REQUIRED WORK - Down to the last line, reproduce the records exactly.

(Saved data entries)
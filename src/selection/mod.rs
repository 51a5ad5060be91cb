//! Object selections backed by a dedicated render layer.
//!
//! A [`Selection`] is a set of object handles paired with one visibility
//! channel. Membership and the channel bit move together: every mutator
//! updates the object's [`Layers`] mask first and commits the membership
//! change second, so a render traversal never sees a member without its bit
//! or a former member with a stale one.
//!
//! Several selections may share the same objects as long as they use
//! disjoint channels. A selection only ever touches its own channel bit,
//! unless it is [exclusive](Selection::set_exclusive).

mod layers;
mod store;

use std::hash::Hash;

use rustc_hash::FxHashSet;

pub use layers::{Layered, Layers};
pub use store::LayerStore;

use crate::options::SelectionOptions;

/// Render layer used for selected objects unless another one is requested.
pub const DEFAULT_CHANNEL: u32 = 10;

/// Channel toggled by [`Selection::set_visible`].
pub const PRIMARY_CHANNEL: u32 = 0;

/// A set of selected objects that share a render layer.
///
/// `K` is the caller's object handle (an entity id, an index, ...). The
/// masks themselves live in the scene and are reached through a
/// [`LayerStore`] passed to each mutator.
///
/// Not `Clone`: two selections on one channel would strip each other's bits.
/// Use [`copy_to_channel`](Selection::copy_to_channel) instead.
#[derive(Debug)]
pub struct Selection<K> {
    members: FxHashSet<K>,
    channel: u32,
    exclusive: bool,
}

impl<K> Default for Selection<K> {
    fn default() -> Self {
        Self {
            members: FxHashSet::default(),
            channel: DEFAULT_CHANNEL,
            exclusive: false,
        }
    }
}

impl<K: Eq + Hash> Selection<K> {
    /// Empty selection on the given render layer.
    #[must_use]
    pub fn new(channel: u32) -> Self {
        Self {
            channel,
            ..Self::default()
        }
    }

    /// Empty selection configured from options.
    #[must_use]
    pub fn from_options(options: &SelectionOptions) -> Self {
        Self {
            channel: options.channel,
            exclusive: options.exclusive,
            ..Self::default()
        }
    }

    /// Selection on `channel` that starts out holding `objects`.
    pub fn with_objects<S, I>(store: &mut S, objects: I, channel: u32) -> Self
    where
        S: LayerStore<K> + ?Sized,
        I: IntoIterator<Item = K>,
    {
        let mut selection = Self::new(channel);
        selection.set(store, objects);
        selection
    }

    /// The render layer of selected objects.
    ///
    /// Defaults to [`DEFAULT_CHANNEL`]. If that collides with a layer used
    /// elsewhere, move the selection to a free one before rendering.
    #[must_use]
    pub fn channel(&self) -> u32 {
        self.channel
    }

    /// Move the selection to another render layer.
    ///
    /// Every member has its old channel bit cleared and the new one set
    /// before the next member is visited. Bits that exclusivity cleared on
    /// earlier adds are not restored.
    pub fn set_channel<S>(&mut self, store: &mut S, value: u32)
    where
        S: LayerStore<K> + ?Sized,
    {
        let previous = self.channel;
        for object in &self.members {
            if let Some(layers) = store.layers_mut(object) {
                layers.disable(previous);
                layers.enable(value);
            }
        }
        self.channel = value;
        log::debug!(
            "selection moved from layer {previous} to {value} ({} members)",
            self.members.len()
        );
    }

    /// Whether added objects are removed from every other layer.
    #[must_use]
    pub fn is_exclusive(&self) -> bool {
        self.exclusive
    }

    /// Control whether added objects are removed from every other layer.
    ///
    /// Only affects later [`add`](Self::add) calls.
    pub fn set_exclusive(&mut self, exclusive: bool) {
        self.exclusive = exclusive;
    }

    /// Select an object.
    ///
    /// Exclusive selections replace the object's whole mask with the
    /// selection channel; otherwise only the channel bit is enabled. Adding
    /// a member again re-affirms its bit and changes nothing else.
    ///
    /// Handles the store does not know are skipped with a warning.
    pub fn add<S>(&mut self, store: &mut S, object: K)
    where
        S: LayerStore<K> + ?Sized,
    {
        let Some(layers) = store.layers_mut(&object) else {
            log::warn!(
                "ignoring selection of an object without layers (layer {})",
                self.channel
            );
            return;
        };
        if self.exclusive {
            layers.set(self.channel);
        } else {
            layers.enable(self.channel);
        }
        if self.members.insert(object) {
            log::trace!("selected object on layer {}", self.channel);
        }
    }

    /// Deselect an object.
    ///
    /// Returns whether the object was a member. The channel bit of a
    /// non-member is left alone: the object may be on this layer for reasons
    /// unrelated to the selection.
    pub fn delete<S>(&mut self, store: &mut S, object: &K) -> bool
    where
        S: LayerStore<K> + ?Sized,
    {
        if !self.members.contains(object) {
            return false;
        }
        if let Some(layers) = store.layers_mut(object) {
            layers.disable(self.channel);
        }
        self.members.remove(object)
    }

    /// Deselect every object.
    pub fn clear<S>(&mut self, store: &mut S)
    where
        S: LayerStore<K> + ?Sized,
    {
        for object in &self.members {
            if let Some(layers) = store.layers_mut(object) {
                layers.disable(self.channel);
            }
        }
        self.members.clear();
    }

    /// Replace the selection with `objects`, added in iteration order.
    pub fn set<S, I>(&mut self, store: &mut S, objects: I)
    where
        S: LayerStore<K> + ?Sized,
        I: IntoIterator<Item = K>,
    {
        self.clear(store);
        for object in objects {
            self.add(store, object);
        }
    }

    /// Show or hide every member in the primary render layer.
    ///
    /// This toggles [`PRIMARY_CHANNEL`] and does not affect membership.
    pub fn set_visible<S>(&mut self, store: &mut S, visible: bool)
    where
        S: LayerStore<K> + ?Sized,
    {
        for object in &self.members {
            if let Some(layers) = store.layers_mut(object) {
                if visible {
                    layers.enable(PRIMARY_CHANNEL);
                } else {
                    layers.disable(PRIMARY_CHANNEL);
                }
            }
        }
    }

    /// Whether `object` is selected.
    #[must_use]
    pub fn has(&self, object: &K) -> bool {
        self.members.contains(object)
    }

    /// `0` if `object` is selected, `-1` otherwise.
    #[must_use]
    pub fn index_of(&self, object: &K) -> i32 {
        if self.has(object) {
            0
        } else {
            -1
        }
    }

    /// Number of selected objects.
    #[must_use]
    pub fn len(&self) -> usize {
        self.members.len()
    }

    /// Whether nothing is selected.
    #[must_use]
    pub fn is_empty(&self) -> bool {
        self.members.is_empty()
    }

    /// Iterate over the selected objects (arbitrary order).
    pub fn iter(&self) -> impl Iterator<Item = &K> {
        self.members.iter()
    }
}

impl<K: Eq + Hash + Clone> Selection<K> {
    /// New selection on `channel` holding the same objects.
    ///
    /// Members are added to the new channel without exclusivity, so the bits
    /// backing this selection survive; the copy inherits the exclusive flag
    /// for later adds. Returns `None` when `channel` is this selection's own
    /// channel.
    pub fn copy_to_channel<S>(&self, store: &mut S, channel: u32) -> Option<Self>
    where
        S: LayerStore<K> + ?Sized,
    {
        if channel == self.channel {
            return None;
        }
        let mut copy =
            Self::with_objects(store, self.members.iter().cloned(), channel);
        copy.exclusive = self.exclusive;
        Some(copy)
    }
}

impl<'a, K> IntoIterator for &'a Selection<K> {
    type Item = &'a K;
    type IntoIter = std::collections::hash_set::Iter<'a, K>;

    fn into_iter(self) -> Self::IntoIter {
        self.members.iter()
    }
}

REPLY -
filename src/selection/mod.rs
repository 51a5ad5060be91cb
//! Object selections backed by a dedicated render layer.
//!
//! A [`Selection`] is a set of object handles paired with one visibility
//! channel. Membership and the channel bit move together: every mutator
//! updates the object's [`Layers`] mask first and commits the membership
//! change second, so a render traversal never sees a member without its bit
//! or a former member with a stale one.
//!
//! Several selections may share the same objects as long as they use
//! disjoint channels. A selection only ever touches its own channel bit,
//! unless it is [exclusive](Selection::set_exclusive).

mod layers;
mod store;

use std::hash::Hash;

use rustc_hash::FxHashSet;

pub use layers::{Layered, Layers};
pub use store::LayerStore;

use crate::options::SelectionOptions;

/// Render layer used for selected objects unless another one is requested.
pub const DEFAULT_CHANNEL: u32 = 10;

/// Channel toggled by [`Selection::set_visible`].
pub const PRIMARY_CHANNEL: u32 = 0;

/// A set of selected objects that share a render layer.
///
/// `K` is the caller's object handle (an entity id, an index, ...). The
/// masks themselves live in the scene and are reached through a
/// [`LayerStore`] passed to each mutator.
///
/// Not `Clone`: two selections on one channel would strip each other's bits.
/// Use [`copy_to_channel`](Selection::copy_to_channel) instead.
#[derive(Debug)]
pub struct Selection<K> {
    members: FxHashSet<K>,
    channel: u32,
    exclusive: bool,
}

impl<K> Default for Selection<K> {
    fn default() -> Self {
        Self {
            members: FxHashSet::default(),
            channel: DEFAULT_CHANNEL,
            exclusive: false,
        }
    }
}

impl<K: Eq + Hash> Selection<K> {
    /// Empty selection on the given render layer.
    #[must_use]
    pub fn new(channel: u32) -> Self {
        Self {
            channel,
            ..Self::default()
        }
    }

    /// Empty selection configured from options.
    #[must_use]
    pub fn from_options(options: &SelectionOptions) -> Self {
        Self {
            channel: options.channel,
            exclusive: options.exclusive,
            ..Self::default()
        }
    }

    /// Selection on `channel` that starts out holding `objects`.
    pub fn with_objects<S, I>(store: &mut S, objects: I, channel: u32) -> Self
    where
        S: LayerStore<K> + ?Sized,
        I: IntoIterator<Item = K>,
    {
        let mut selection = Self::new(channel);
        selection.set(store, objects);
        selection
    }

    /// The render layer of selected objects.
    ///
    /// Defaults to [`DEFAULT_CHANNEL`]. If that collides with a layer used
    /// elsewhere, move the selection to a free one before rendering.
    #[must_use]
    pub fn channel(&self) -> u32 {
        self.channel
    }

    /// Move the selection to another render layer.
    ///
    /// Every member has its old channel bit cleared and the new one set
    /// before the next member is visited. Bits that exclusivity cleared on
    /// earlier adds are not restored.
    pub fn set_channel<S>(&mut self, store: &mut S, value: u32)
    where
        S: LayerStore<K> + ?Sized,
    {
        let previous = self.channel;
        for object in &self.members {
            if let Some(layers) = store.layers_mut(object) {
                layers.disable(previous);
                layers.enable(value);
            }
        }
        self.channel = value;
        log::debug!(
            "selection moved from layer {previous} to {value} ({} members)",
            self.members.len()
        );
    }

    /// Whether added objects are removed from every other layer.
    #[must_use]
    pub fn is_exclusive(&self) -> bool {
        self.exclusive
    }

    /// Control whether added objects are removed from every other layer.
    ///
    /// Only affects later [`add`](Self::add) calls.
    pub fn set_exclusive(&mut self, exclusive: bool) {
        self.exclusive = exclusive;
    }

    /// Select an object.
    ///
    /// Exclusive selections replace the object's whole mask with the
    /// selection channel; otherwise only the channel bit is enabled. Adding
    /// a member again re-affirms its bit and changes nothing else.
    ///
    /// Handles the store does not know are skipped with a warning.
    pub fn add<S>(&mut self, store: &mut S, object: K)
    where
        S: LayerStore<K> + ?Sized,
    {
        let Some(layers) = store.layers_mut(&object) else {
            log::warn!(
                "ignoring selection of an object without layers (layer {})",
                self.channel
            );
            return;
        };
        if self.exclusive {
            layers.set(self.channel);
        } else {
            layers.enable(self.channel);
        }
        if self.members.insert(object) {
            log::trace!("selected object on layer {}", self.channel);
        }
    }

    /// Deselect an object.
    ///
    /// Returns whether the object was a member. The channel bit of a
    /// non-member is left alone: the object may be on this layer for reasons
    /// unrelated to the selection.
    pub fn delete<S>(&mut self, store: &mut S, object: &K) -> bool
    where
        S: LayerStore<K> + ?Sized,
    {
        if !self.members.contains(object) {
            return false;
        }
        if let Some(layers) = store.layers_mut(object) {
            layers.disable(self.channel);
        }
        self.members.remove(object)
    }

    /// Deselect every object.
    pub fn clear<S>(&mut self, store: &mut S)
    where
        S: LayerStore<K> + ?Sized,
    {
        for object in &self.members {
            if let Some(layers) = store.layers_mut(object) {
                layers.disable(self.channel);
            }
        }
        self.members.clear();
    }

    /// Replace the selection with `objects`, added in iteration order.
    pub fn set<S, I>(&mut self, store: &mut S, objects: I)
    where
        S: LayerStore<K> + ?Sized,
        I: IntoIterator<Item = K>,
    {
        self.clear(store);
        for object in objects {
            self.add(store, object);
        }
    }

    /// Show or hide every member in the primary render layer.
    ///
    /// This toggles [`PRIMARY_CHANNEL`] and does not affect membership.
    pub fn set_visible<S>(&mut self, store: &mut S, visible: bool)
    where
        S: LayerStore<K> + ?Sized,
    {
        for object in &self.members {
            if let Some(layers) = store.layers_mut(object) {
                if visible {
                    layers.enable(PRIMARY_CHANNEL);
                } else {
                    layers.disable(PRIMARY_CHANNEL);
                }
            }
        }
    }

    /// Whether `object` is selected.
    #[must_use]
    pub fn has(&self, object: &K) -> bool {
        self.members.contains(object)
    }

    /// `0` if `object` is selected, `-1` otherwise.
    #[must_use]
    pub fn index_of(&self, object: &K) -> i32 {
        if self.has(object) {
            0
        } else {
            -1
        }
    }

    /// Number of selected objects.
    #[must_use]
    pub fn len(&self) -> usize {
        self.members.len()
    }

    /// Whether nothing is selected.
    #[must_use]
    pub fn is_empty(&self) -> bool {
        self.members.is_empty()
    }

    /// Iterate over the selected objects (arbitrary order).
    pub fn iter(&self) -> impl Iterator<Item = &K> {
        self.members.iter()
    }
}

impl<K: Eq + Hash + Clone> Selection<K> {
    /// New selection on `channel` holding the same objects.
    ///
    /// Members are added to the new channel without exclusivity, so the bits
    /// backing this selection survive; the copy inherits the exclusive flag
    /// for later adds. Returns `None` when `channel` is this selection's own
    /// channel.
    pub fn copy_to_channel<S>(&self, store: &mut S, channel: u32) -> Option<Self>
    where
        S: LayerStore<K> + ?Sized,
    {
        if channel == self.channel {
            return None;
        }
        let mut copy =
            Self::with_objects(store, self.members.iter().cloned(), channel);
        copy.exclusive = self.exclusive;
        Some(copy)
    }
}

impl<'a, K> IntoIterator for &'a Selection<K> {
    type Item = &'a K;
    type IntoIter = std::collections::hash_set::Iter<'a, K>;

    fn into_iter(self) -> Self::IntoIter {
        self.members.iter()
    }
}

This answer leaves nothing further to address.